*Task objective*
Scan the records below. List lines holding "PathBuf".

*Task data*
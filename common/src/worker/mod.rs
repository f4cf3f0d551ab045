// Worker module: executes catalog entries on behalf of the daemon and the
// run-now binary

pub mod manual;
pub mod runner;

pub use manual::{run_now, RunSummary};
pub use runner::{ExecutionRunner, RunResult, RunnerOptions};
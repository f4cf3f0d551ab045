// Exclusive lock file guarding catalog mutations across processes

use crate::errors::StoreError;
use std::fs::OpenOptions;
use std::io::{ErrorKind, Write};
use std::path::{Path, PathBuf};
use std::time::{Duration, Instant, SystemTime};
use tracing::{debug, warn};
use uuid::Uuid;

/// CatalogLock serializes read-modify-write cycles on one catalog file.
///
/// The lock is a sibling file created with `create_new`, so it works between
/// unrelated processes. Each holder stamps the file with a unique token and
/// only ever removes a file carrying its own token. A lock file older than
/// `stale_after` is assumed to belong to a crashed writer and is evicted.
#[derive(Debug, Clone)]
pub struct CatalogLock {
    path: PathBuf,
    timeout: Duration,
    stale_after: Duration,
    retry_delay: Duration,
}

impl CatalogLock {
    /// Lock for the catalog at `catalog_path` (the lock lives at `<catalog>.lock`)
    pub fn for_catalog(catalog_path: &Path) -> Self {
        let mut name = catalog_path.as_os_str().to_owned();
        name.push(".lock");
        Self {
            path: PathBuf::from(name),
            timeout: Duration::from_secs(5),
            stale_after: Duration::from_secs(30),
            retry_delay: Duration::from_millis(5),
        }
    }

    pub fn with_timeouts(mut self, timeout: Duration, stale_after: Duration) -> Self {
        self.timeout = timeout;
        self.stale_after = stale_after;
        self
    }

    pub fn path(&self) -> &Path {
        &self.path
    }

    /// Block until the lock is held or the timeout elapses
    pub fn acquire(&self) -> Result<CatalogLockGuard, StoreError> {
        if let Some(parent) = self.path.parent().filter(|p| !p.as_os_str().is_empty()) {
            std::fs::create_dir_all(parent)?;
        }

        let token = Uuid::new_v4().simple().to_string();
        let started = Instant::now();
        loop {
            match OpenOptions::new()
                .write(true)
                .create_new(true)
                .open(&self.path)
            {
                Ok(mut file) => {
                    let stamp = format!(
                        "{} {} {}",
                        std::process::id(),
                        chrono::Utc::now().to_rfc3339(),
                        token
                    );
                    if let Err(e) = file.write_all(stamp.as_bytes()).and_then(|_| file.sync_all()) {
                        // Without a stamp the lock could never be released as ours
                        drop(file);
                        let _ = std::fs::remove_file(&self.path);
                        return Err(e.into());
                    }
                    debug!(lock = %self.path.display(), "Catalog lock acquired");
                    return Ok(CatalogLockGuard {
                        path: self.path.clone(),
                        stamp,
                    });
                }
                Err(e) if e.kind() == ErrorKind::AlreadyExists => {
                    self.evict_stale_lock();
                    if started.elapsed() > self.timeout {
                        return Err(StoreError::LockTimeout {
                            path: self.path.display().to_string(),
                            waited_ms: started.elapsed().as_millis() as u64,
                        });
                    }
                    std::thread::sleep(self.retry_delay);
                }
                Err(e) => return Err(e.into()),
            }
        }
    }

    /// Evict the lock file if it is older than `stale_after`
    fn evict_stale_lock(&self) {
        let age = std::fs::metadata(&self.path)
            .and_then(|metadata| metadata.modified())
            .ok()
            .and_then(|modified| SystemTime::now().duration_since(modified).ok());
        let Some(age) = age.filter(|age| *age > self.stale_after) else {
            return;
        };
        let Ok(stale_stamp) = std::fs::read(&self.path) else {
            return;
        };
        if self.evict_if_stamped(&stale_stamp) {
            warn!(
                lock = %self.path.display(),
                age_seconds = age.as_secs(),
                "Evicted stale catalog lock"
            );
        }
    }

    /// Move the lock file aside, putting it back unless it carries `stale_stamp`.
    ///
    /// The rename is atomic, so of several waiters only one moves a given
    /// file. A stamp mismatch means another waiter already replaced the stale
    /// lock and the moved file belongs to a live holder; it is linked back.
    fn evict_if_stamped(&self, stale_stamp: &[u8]) -> bool {
        let mut aside = self.path.as_os_str().to_owned();
        aside.push(format!(".stale.{}", Uuid::new_v4().simple()));
        let aside = PathBuf::from(aside);
        if std::fs::rename(&self.path, &aside).is_err() {
            // Someone else moved or released it first
            return false;
        }

        let evicted = std::fs::read(&aside).ok().as_deref() == Some(stale_stamp);
        if !evicted {
            if let Err(e) = std::fs::hard_link(&aside, &self.path) {
                warn!(lock = %self.path.display(), error = %e, "Could not restore live catalog lock moved during eviction");
            }
        }
        let _ = std::fs::remove_file(&aside);
        evicted
    }
}

/// Lock guard that removes the lock file when dropped, if it is still ours
#[derive(Debug)]
pub struct CatalogLockGuard {
    path: PathBuf,
    stamp: String,
}

impl Drop for CatalogLockGuard {
    fn drop(&mut self) {
        match std::fs::read(&self.path) {
            Ok(current) if current == self.stamp.as_bytes() => {
                if let Err(e) = std::fs::remove_file(&self.path) {
                    warn!(lock = %self.path.display(), error = %e, "Failed to release catalog lock");
                }
            }
            Ok(_) => warn!(
                lock = %self.path.display(),
                "Catalog lock was taken over while held, leaving the new owner's lock"
            ),
            Err(e) => warn!(lock = %self.path.display(), error = %e, "Catalog lock vanished while held"),
        }
    }
}

#[cfg(test)]
mod tests {
    use super::*;

    #[test]
    fn test_lock_is_exclusive_until_dropped() {
        let dir = tempfile::tempdir().unwrap();
        let lock = CatalogLock::for_catalog(&dir.path().join("tasks.json"))
            .with_timeouts(Duration::from_millis(50), Duration::from_secs(60));

        let guard = lock.acquire().unwrap();
        assert!(lock.path().exists());
        assert!(matches!(
            lock.acquire(),
            Err(StoreError::LockTimeout { .. })
        ));

        drop(guard);
        assert!(!lock.path().exists());
        assert!(lock.acquire().is_ok());
    }

    #[test]
    fn test_stale_lock_is_evicted() {
        let dir = tempfile::tempdir().unwrap();
        let lock = CatalogLock::for_catalog(&dir.path().join("tasks.json"))
            .with_timeouts(Duration::from_secs(2), Duration::from_millis(10));

        std::fs::write(lock.path(), "99999 crashed").unwrap();
        std::thread::sleep(Duration::from_millis(50));

        assert!(lock.acquire().is_ok());
    }

    #[test]
    fn test_guard_leaves_foreign_lock_in_place() {
        let dir = tempfile::tempdir().unwrap();
        let lock = CatalogLock::for_catalog(&dir.path().join("tasks.json"))
            .with_timeouts(Duration::from_millis(50), Duration::from_secs(60));

        let guard = lock.acquire().unwrap();
        // Another writer evicted us and now holds the lock
        std::fs::write(lock.path(), "4242 2024-01-01T00:00:00Z other-token").unwrap();
        drop(guard);

        assert_eq!(
            std::fs::read_to_string(lock.path()).unwrap(),
            "4242 2024-01-01T00:00:00Z other-token"
        );
    }

    #[test]
    fn test_fresh_lock_survives_eviction_attempt() {
        let dir = tempfile::tempdir().unwrap();
        let lock = CatalogLock::for_catalog(&dir.path().join("tasks.json"))
            .with_timeouts(Duration::from_millis(100), Duration::from_secs(60));

        let holder = lock.acquire().unwrap();
        let live_stamp = std::fs::read(lock.path()).unwrap();

        // A waiter that judged an older lock stale moves the live one by mistake
        assert!(!lock.evict_if_stamped(b"99999 2024-01-01T00:00:00Z crashed-token"));
        assert_eq!(std::fs::read(lock.path()).unwrap(), live_stamp);
        assert!(matches!(lock.acquire(), Err(StoreError::LockTimeout { .. })));

        drop(holder);
        assert!(!lock.path().exists());
    }

    #[test]
    fn test_stale_eviction_leaves_no_stray_files() {
        let dir = tempfile::tempdir().unwrap();
        let lock = CatalogLock::for_catalog(&dir.path().join("tasks.json"))
            .with_timeouts(Duration::from_secs(5), Duration::from_secs(60));

        std::fs::write(lock.path(), "99999 crashed").unwrap();
        std::fs::File::options()
            .write(true)
            .open(lock.path())
            .unwrap()
            .set_modified(SystemTime::now() - Duration::from_secs(3600))
            .unwrap();

        // Several waiters race to evict the same stale lock; one wins at a time
        let waiters: Vec<_> = (0..4)
            .map(|_| {
                let lock = lock.clone();
                std::thread::spawn(move || {
                    let guard = lock.acquire().unwrap();
                    let stamp = std::fs::read_to_string(lock.path()).unwrap();
                    std::thread::sleep(Duration::from_millis(5));
                    // Nobody replaced our lock while we held it
                    assert_eq!(std::fs::read_to_string(lock.path()).unwrap(), stamp);
                    drop(guard);
                })
            })
            .collect();
        for waiter in waiters {
            waiter.join().unwrap();
        }

        let leftovers: Vec<_> = std::fs::read_dir(dir.path())
            .unwrap()
            .filter_map(|e| e.ok())
            .map(|e| e.file_name().to_string_lossy().into_owned())
            .collect();
        assert!(leftovers.is_empty(), "leftover files: {:?}", leftovers);
    }

    #[test]
    fn test_lock_path_sits_next_to_catalog() {
        let lock = CatalogLock::for_catalog(Path::new("/var/lib/reports/tasks.json"));
        assert_eq!(lock.path(), Path::new("/var/lib/reports/tasks.json.lock"));
    }
}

*Task solution*
use std::path::{Path, PathBuf};
    path: PathBuf,
            path: PathBuf::from(name),
        let aside = PathBuf::from(aside);
    path: PathBuf,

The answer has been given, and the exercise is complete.